Provided data section start

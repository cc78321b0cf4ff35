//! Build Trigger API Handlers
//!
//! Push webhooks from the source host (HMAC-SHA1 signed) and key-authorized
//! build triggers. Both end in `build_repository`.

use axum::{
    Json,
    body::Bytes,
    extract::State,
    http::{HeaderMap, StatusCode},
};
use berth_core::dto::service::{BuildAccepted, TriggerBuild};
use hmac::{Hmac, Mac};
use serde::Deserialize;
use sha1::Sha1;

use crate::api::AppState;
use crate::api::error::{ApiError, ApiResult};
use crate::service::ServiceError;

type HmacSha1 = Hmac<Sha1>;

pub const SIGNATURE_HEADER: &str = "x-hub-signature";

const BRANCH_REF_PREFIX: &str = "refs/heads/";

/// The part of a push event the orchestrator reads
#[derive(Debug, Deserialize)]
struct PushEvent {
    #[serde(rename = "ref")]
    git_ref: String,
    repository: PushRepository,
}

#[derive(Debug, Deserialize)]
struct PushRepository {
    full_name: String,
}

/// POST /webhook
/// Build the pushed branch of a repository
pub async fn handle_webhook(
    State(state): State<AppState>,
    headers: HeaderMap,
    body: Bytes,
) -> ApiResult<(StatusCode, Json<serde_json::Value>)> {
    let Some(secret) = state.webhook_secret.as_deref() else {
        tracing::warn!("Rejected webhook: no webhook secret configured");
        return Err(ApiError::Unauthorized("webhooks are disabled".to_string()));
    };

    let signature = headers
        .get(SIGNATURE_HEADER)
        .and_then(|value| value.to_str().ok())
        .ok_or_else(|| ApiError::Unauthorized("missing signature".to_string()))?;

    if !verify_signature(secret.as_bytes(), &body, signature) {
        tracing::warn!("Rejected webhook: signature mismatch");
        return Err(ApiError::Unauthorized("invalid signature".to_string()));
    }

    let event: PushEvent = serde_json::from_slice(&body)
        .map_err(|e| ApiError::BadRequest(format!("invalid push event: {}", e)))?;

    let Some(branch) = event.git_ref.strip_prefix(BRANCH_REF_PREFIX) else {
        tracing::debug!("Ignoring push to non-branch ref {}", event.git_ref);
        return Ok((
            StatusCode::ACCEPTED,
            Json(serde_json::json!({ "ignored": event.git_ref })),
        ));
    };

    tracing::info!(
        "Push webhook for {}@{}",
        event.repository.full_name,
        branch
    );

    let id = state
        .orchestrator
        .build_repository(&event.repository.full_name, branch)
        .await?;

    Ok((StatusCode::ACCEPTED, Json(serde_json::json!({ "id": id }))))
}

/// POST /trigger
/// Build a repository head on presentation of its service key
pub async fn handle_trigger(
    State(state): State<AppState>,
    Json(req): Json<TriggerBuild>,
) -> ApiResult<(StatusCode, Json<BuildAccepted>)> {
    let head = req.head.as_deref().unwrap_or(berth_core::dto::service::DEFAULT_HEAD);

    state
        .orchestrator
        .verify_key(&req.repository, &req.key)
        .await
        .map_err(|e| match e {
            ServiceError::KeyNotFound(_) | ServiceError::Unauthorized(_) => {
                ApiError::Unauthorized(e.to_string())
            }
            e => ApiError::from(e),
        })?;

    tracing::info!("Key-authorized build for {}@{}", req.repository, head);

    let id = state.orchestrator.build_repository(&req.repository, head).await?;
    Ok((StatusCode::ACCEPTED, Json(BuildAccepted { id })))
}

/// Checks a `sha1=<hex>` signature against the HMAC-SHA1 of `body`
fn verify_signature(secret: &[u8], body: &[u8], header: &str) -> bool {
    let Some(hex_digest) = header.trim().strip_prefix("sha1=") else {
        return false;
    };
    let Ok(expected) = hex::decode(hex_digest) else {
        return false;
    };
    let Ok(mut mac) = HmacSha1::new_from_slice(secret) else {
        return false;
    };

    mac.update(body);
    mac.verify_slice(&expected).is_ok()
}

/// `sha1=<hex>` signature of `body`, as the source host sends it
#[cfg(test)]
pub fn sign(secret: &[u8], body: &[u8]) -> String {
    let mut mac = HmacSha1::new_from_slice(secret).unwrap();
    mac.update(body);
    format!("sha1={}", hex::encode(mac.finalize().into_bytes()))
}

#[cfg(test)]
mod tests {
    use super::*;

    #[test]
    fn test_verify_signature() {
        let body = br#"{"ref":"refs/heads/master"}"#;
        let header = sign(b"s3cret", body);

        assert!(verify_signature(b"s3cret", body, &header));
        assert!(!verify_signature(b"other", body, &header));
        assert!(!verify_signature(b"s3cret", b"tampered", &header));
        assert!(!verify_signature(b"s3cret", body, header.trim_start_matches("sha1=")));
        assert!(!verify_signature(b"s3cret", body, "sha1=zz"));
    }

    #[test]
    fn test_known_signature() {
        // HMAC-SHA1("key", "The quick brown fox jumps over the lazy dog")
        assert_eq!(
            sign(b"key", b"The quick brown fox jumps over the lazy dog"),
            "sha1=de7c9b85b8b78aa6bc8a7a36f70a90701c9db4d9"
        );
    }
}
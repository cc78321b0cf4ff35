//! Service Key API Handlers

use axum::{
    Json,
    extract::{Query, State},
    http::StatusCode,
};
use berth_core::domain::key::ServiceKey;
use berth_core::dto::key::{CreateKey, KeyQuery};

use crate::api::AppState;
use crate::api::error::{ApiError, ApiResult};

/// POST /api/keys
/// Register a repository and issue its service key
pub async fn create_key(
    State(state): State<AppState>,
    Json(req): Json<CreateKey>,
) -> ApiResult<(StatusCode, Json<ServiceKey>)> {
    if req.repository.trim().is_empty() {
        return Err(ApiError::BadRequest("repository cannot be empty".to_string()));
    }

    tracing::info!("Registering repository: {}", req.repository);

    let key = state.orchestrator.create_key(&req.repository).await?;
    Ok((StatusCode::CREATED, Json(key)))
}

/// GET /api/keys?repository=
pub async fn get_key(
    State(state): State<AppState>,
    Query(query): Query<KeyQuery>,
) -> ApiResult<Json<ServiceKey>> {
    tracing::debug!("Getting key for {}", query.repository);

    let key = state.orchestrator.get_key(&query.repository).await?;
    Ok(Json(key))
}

Provided data section end
Provided data section start

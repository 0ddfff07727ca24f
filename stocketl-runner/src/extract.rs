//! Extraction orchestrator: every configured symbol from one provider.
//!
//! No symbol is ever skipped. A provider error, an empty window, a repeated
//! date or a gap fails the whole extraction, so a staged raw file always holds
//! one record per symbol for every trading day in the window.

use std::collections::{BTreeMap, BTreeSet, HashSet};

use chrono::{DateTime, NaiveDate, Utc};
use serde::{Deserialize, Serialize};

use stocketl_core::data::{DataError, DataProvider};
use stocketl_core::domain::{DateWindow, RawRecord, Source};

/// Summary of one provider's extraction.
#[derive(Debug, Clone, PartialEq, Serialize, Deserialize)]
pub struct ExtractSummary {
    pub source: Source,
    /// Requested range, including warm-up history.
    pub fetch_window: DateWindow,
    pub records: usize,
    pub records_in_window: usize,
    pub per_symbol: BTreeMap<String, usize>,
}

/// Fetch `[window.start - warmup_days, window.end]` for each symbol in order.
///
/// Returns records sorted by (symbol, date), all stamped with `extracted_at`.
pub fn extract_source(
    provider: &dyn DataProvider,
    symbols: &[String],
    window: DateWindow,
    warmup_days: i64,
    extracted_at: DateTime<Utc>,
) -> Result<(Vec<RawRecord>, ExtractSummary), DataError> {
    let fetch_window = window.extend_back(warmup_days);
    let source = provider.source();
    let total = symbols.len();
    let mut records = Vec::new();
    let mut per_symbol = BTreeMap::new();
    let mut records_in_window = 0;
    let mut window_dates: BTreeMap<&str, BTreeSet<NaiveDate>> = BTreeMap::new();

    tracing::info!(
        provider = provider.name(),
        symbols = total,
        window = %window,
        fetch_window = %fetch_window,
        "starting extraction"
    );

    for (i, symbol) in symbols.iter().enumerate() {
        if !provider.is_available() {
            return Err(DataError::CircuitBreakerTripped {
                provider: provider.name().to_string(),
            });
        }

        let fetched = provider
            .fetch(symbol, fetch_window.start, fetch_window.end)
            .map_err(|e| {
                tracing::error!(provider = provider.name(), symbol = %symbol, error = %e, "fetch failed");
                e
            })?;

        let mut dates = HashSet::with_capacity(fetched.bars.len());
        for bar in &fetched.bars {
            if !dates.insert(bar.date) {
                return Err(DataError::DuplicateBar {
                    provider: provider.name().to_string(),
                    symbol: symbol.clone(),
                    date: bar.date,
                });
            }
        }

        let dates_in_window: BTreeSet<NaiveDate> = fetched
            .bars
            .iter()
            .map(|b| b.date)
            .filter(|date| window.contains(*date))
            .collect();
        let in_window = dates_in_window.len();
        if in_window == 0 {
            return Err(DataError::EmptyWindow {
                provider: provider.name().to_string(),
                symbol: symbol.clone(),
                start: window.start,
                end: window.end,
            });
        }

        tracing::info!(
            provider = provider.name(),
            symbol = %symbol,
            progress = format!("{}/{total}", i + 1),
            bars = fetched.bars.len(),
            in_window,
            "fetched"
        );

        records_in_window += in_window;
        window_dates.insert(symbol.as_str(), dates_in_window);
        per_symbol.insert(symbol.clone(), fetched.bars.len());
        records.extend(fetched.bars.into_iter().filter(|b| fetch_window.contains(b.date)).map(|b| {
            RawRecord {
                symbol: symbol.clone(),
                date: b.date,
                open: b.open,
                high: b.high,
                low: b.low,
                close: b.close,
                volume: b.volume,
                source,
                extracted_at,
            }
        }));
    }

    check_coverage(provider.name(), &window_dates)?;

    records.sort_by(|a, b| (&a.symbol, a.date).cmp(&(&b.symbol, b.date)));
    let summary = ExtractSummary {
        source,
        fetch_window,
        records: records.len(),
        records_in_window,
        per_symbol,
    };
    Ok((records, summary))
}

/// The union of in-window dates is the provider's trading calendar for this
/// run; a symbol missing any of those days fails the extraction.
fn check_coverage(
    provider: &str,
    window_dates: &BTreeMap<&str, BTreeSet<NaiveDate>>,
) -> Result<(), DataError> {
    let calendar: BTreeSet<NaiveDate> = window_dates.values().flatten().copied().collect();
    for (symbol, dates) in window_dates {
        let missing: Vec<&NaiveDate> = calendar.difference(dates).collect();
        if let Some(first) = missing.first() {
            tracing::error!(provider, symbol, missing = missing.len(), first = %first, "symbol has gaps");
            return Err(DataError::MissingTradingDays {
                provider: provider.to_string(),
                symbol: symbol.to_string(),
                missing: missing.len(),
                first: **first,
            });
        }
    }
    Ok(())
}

Provided data section end

# Exercise details
Search the data for the string "first" and say how many lines include it, giving only the number.

# Expected answer
3